Tisha B’Av, the saddest day in the Jewish calendar, is not mentioned in the Torah. It is hinted at in Zechariah 8:19 (Source 1 and Qs). The Mishna tells that five disasters occurred on this date, including the destructions (churban) of the First and Second Temples (Source 2 and Qs).
The Rabbis, living in the centuries after churban Bayit Sheni (the destruction of the Second Temple), were preoccupied with the causes of these calamities. In one well-known source they tell us that the First Temple fell, in 586 BCE at the hands of Nebuchadnezzar and the Babylonians, because of the high rate of idolatry, sexual immorality and bloodshed. The Jews of the Second Temple time behaved much better, they say, but nonetheless the Romans were still able to capture Jerusalem and destroy the Temple, in 70 CE, because of sinat chinam (causeless hatred) (Source 3 and Qs).
The Rabbis illustrate the sin of sinat chinam in the famous story about Kamza and Bar Kamza, who lived just before the Second Temple was destroyed. An innocent “secretarial” error initiated a series of events (a “scene” at a party, the uninvited guest expelled) which ultimately lead to the destruction of the Temple (Source 4 and Qs). While these explanations sound simplistic, historians confirm that disputes within the Jewish community inside the besieged Jerusalem, including violence and the destruction of property, were major factors in the city’s downfall.
This is not the only explanation the rabbis give for the destruction of the Second Temple. Rabbi Yochanan, an important Amora (Talmudic rabbi) in Eretz Yisrael in the early third century, makes a radical statement: “Jerusalem was destroyed only because they gave judgments there in accordance with the laws of the Torah,” suggesting that the destruction was not rooted in sin or serious behavioral lapses. His colleagues are shocked – what do you want, they ask, “that they should have judged like amateurs?” To which Rabbi Yochanan (or the Talmud itself, on his behalf) responds: “because they based their judgments [strictly] on the Torah law and did not go beyond the strict requirements of the law” (they didn’t take equitable [broader, non-legal] considerations into account) (Source 5 and Qs).

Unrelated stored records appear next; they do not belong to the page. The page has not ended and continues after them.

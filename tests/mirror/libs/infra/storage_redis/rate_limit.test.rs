use chrono::Utc;
use quotaforge_core::{QuotaStorage, RateLimitRequest};
use quotaforge_domain_models::{RateLimitAlgorithm, SlidingWindowConfig, TokenBucketConfig};
use quotaforge_storage_redis::RedisStorage;

fn test_redis_url() -> String {
    std::env::var("QUOTAFORGE_TEST_REDIS_URL").unwrap_or_else(|_| "redis://127.0.0.1:6379/15".into())
}

async fn storage() -> RedisStorage {
    RedisStorage::connect(&test_redis_url(), "quotaforge-test")
        .await
        .expect("connect to local test redis (set QUOTAFORGE_TEST_REDIS_URL to override)")
}

#[tokio::test]
async fn token_bucket_denies_once_drained() {
    let storage = storage().await;
    let now = Utc::now();
    let user_id = format!("redis-bucket-{}", uuid::Uuid::new_v4());

    let config = TokenBucketConfig {
        rate: 3,
        window_seconds: 60,
        burst: 3,
    };

    let mut last_allowed = true;
    for _ in 0..4 {
        let decision = storage
            .check_rate_limit(RateLimitRequest {
                user_id: &user_id,
                resource: "api_calls",
                algorithm: RateLimitAlgorithm::TokenBucket,
                token_bucket: Some(config),
                sliding_window: None,
                now,
            })
            .await
            .unwrap();
        last_allowed = decision.allowed;
    }

    assert!(!last_allowed, "fourth request within the burst window must be denied");
}

#[tokio::test]
async fn sliding_window_allows_up_to_rate_then_denies() {
    let storage = storage().await;
    let now = Utc::now();
    let user_id = format!("redis-window-{}", uuid::Uuid::new_v4());

    let config = SlidingWindowConfig {
        rate: 2,
        window_seconds: 60,
    };

    let mut allowed_count = 0;
    for _ in 0..3 {
        let decision = storage
            .check_rate_limit(RateLimitRequest {
                user_id: &user_id,
                resource: "api_calls",
                algorithm: RateLimitAlgorithm::SlidingWindow,
                token_bucket: None,
                sliding_window: Some(config),
                now,
            })
            .await
            .unwrap();
        if decision.allowed {
            allowed_count += 1;
        }
    }

    assert_eq!(allowed_count, 2);
}
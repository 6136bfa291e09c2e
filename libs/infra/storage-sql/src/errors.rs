// [libs/infra/storage-sql/src/errors.rs]
//! Error catalog for the libSQL-backed adapter. Bracketed prefixes make
//! grepping production logs for a layer ("L3") or subsystem ("DB")
//! tractable; every variant converts into `QuotaError::StorageFailure`
//! at the trait boundary.

use thiserror::Error;

#[derive(Error, Debug)]
pub enum DbError {
    #[error("[L3_DB_NET_FAULT]: DATABASE_UPLINK_SEVERED -> {0}")]
    ConnectionError(String),

    #[error("[L3_DB_CONFIG_FAULT]: STRATEGIC_ENV_VOID -> {0}")]
    ConfigurationError(String),

    #[error("[L3_DB_QUERY_FAULT]: SQL_QUERY_REJECTED -> {0}")]
    QueryError(#[from] libsql::Error),

    #[error("[L3_DB_MAPPING_FAULT]: DATA_MAPPING_VIOLATION -> {0}")]
    MappingError(String),

    #[error("[L3_DB_FAULT]: TRANSACTION_COLLAPSE -> {0}")]
    TransactionError(String),

    #[error("[L3_QUOTA_FAULT]: IDEMPOTENCY_KEY_ALREADY_USED")]
    IdempotencyExists,
}

impl From<DbError> for quotaforge_domain_models::QuotaError {
    fn from(err: DbError) -> Self {
        match err {
            DbError::IdempotencyExists => quotaforge_domain_models::QuotaError::IdempotencyExists,
            other => quotaforge_domain_models::QuotaError::storage(other),
        }
    }
}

“Lo charva Yerushalayim ela bishvil…Jerusalem was destroyed only on account of…” The Talmud in Shabbat 119b gives a remarkable list of additional causes of the fall of Jerusalem, from eight rabbis spanning several centuries in both Eretz Yisrael and Bavel. The reasons are very diverse, reflecting the social reality and particular crisis that each rabbi felt in his time and place. They include the desecration of Shabbat; neglect of the recitation of Kriat Shma; deterioration of the school system; that people no longer felt shame for sinning; failure to pay respect to those of position or achievement; people failed to rebuke each other; scholars were treated with contempt; and, last but not least, the presence of people of integrity was no longer felt (Source 6 and Qs).
Two things should be noted. Firstly, the rabbis analyze the destruction of Jerusalem not only as a historical episode but as a paradigm, of the Jewish people as a whole and indeed of each subgroup and community, as applicable today as it was in 70 CE. We do not always have control over the circumstances and values in the greater society/world, but we should try to influence those within the Jewish community, as these can play a critical role in its ultimate strength or weakness. Alongside the importance of religious observance and education, these sources emphasize that the society must be based on respect, integrity and a willingness to compromise personal interest for the welfare of the community (Source 7 and Qs).
Secondly, amongst the many causes the rabbis found to explain the churbans, there is one they never mention – that perhaps the Babylonian or Roman armies were simply stronger than our forces. In the rabbinic view even these misfortunes were the work of the one and only God, and the Babylonians and Romans were, unwittingly of course, instruments of His purpose, an idea already expressed in Isaiah (ch 10) and Jeremiah (chs. 50-51). While on the surface it seems cruel, it contains within it the seeds of hope. If our deficiencies are a significant factor in our tsarot (problems), then hopefully their correction can improve our situation.
Thus the fast of Tisha B’Av moves from mourning to hope; the mood by mincha time is less bleak, and the liturgy reflects that. Zechariah’s prophecy (Source 1) that the days of fasting will become days of gladness includes Tisha B’Av as well, and it is commonly stated that the Messiah will be born on this date. The texts underlying this statement are a bit challenging, but they provide a basis for the optimism that has accompanied the Jewish people through many dark moments in its history (Source 8 and Qs). May Tisha B’Av be an inspiration for tikun, improvement, in the lives of all of us and the Jewish People as a whole.